▶ [Supplied material]

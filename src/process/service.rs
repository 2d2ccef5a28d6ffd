use std::{
    future::Future,
    panic::AssertUnwindSafe,
    sync::{
        atomic::{AtomicBool, Ordering},
        Arc, Weak,
    },
    time::Duration,
};

use parking_lot::Mutex;
use tracing::{trace, warn};

use super::{
    scheduler::{drive, Plan, Stop},
    Hook, TableInner,
};
use crate::error::{Error, ErrorSink};

struct ServiceInner {
    pid: u64,
    started: AtomicBool,
    stop: Stop,
    recycle: Mutex<Option<Hook>>,
    sink: ErrorSink,
    table: Weak<TableInner>,
}

/// A single logical loop. Cloning yields another handle to the same loop.
#[derive(Clone)]
pub struct Service {
    inner: Arc<ServiceInner>,
}

impl Service {
    pub(super) fn new(
        pid: u64,
        sink: ErrorSink,
        table: Weak<TableInner>,
    ) -> Self {
        Self {
            inner: Arc::new(ServiceInner {
                pid,
                started: AtomicBool::new(false),
                stop: Stop::new(),
                recycle: Mutex::new(None),
                sink,
                table,
            }),
        }
    }

    pub fn pid(&self) -> u64 {
        self.inner.pid
    }

    /// Runs `body` over and over until the service is terminated. A service
    /// runs one loop; starting it again does nothing.
    pub fn start<F, Fut>(&self, body: F, recycle: Option<Hook>)
    where
        F: FnMut() -> Fut + Send + 'static,
        Fut: Future<Output = ()> + Send + 'static,
    {
        self.run(body, Plan::default(), recycle)
    }

    /// Runs `body` every `interval` until the service is terminated.
    pub fn start_tick<F, Fut>(
        &self,
        body: F,
        interval: Duration,
        recycle: Option<Hook>,
    ) where
        F: FnMut() -> Fut + Send + 'static,
        Fut: Future<Output = ()> + Send + 'static,
    {
        self.run(body, Plan::every(interval), recycle)
    }

    fn run<F, Fut>(&self, body: F, plan: Plan, recycle: Option<Hook>)
    where
        F: FnMut() -> Fut + Send + 'static,
        Fut: Future<Output = ()> + Send + 'static,
    {
        if self.inner.started.swap(true, Ordering::AcqRel) {
            warn!(pid = self.inner.pid, "service already started");
            return;
        }
        *self.inner.recycle.lock() = recycle;
        let inner = self.inner.clone();
        tokio::spawn(async move {
            drive(plan, &inner.stop, &inner.sink, body).await;
        });
    }

    /// Waits until the service is terminated. Returns false right away if it
    /// was never started.
    pub async fn sync(&self) -> bool {
        if !self.inner.started.load(Ordering::Acquire) {
            return false;
        }
        self.inner.stop.wait().await;
        true
    }

    /// Resolves once the service has been terminated, started or not.
    pub async fn terminated(&self) {
        self.inner.stop.wait().await
    }

    pub fn running(&self) -> bool {
        !self.inner.stop.fired()
    }

    /// Stops the loop before its next iteration, runs the recycle hook and
    /// removes the service from its table. Only the first call has any
    /// effect.
    pub fn terminate(&self) {
        if !self.inner.stop.fire() {
            return;
        }
        let recycle = self.inner.recycle.lock().take();
        if let Some(recycle) = recycle {
            if let Err(panic) =
                std::panic::catch_unwind(AssertUnwindSafe(recycle))
            {
                self.inner.sink.report(Error::from_panic(panic));
            }
        }
        if let Some(table) = self.inner.table.upgrade() {
            table.remove(self.inner.pid);
        }
        trace!(pid = self.inner.pid, "service terminated");
    }
}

▶ [Required action]
For each line above that contains the word "struct", give the line as it is written.

▶ [Exercise output]
struct ServiceInner {
pub struct Service {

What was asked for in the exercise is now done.